The in-ear region is a reliable novel anatomical site for ECG signal detection in normal healthy subjects. Further studies are needed to validate this new ECG detection modality also in case of cardiac arrhythmias and to support the development of new wearable devices.
可穿戴设备如今可检测单导联心电图(ECG),因此早期检测心律失常是移动医疗的主要机会。本研究旨在验证耳内区域作为新的心电图信号检测解剖部位,并着眼于设计创新的心电图可穿戴设备。
我们使用 KardiaMobile 设备(AliveCor®)对 35 名健康志愿者进行了心电图检测。首先,使用双手以标准模式进行心电图检测。然后,使用左耳内区域代替右手进行心电图检测。设备和两名心脏病专家在盲测中对所有记录的心电图进行了分析。
我们成功地在 35 名志愿者(男性占 54%,年龄 39.1±10.7 岁;BMI 22.9±2.89kg/m)上采集了 70 份心电图,两种不同模式下 KardiaMobile 检测到的心电图报告无差异。设备和两名心脏病专家均报告所有心电图正常。
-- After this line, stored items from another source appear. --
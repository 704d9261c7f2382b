use axum::extract::State;
use axum::http::StatusCode;
use axum::Json;
use chrono::Utc;
use serde::Serialize;

use horizon_db::DbPool;

use crate::state::AppState;

#[derive(Clone, Debug, PartialEq, Eq, Serialize)]
pub struct HealthCheck {
    pub status: &'static str,
    pub detail: String,
}

#[derive(Clone, Debug, PartialEq, Eq, Serialize)]
pub struct HealthResponse {
    pub status: &'static str,
    pub service: HealthCheck,
    pub database: HealthCheck,
    pub checked_at: String,
}

pub async fn health(State(state): State<AppState>) -> (StatusCode, Json<HealthResponse>) {
    let database = database_check(&state.db_pool).await;
    let ready = database.status == "ready";

    let payload = HealthResponse {
        status: if ready { "ready" } else { "degraded" },
        service: HealthCheck {
            status: "ready",
            detail: format!("assistant runtime using model `{}`", state.runtime.model()),
        },
        database,
        checked_at: Utc::now().to_rfc3339(),
    };

    let status_code = if ready { StatusCode::OK } else { StatusCode::SERVICE_UNAVAILABLE };
    (status_code, Json(payload))
}

async fn database_check(pool: &DbPool) -> HealthCheck {
    match sqlx::query_scalar::<_, i64>("SELECT 1").fetch_one(pool).await {
        Ok(_) => HealthCheck { status: "ready", detail: "database query succeeded".to_string() },
        Err(error) => {
            HealthCheck { status: "degraded", detail: format!("database query failed: {error}") }
        }
    }
}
此外,线性回归分析显示 P 波幅度(mV)(r=0.76;r=0.57;p<0.0001)和 QRS 波(r=0.81;r=0.65;p<0.0001)、PR 间期(ms)(r=0.91;r=0.83;p<0.0001;LOA -0.60-0.41;CC=0.91)、QRS 波(r=0.78;r=0.61;p<0.0001;LOA -0.49-0.43;CC=0.78)、QT 间期(r=0.85;r=0.71;p<0.0001;LOA -1.31-1.20;CC=0.85)和心率(r=0.94;r=0.89;p<0.0001;LOA -7.82-7.76;CC=0.94)在两种不同模式下的相关性良好。
耳内区域是正常健康受试者心电图信号检测的可靠新解剖部位。需要进一步的研究来验证这种新的心电图检测模式在心律失常情况下的有效性,并支持新的可穿戴设备的开发。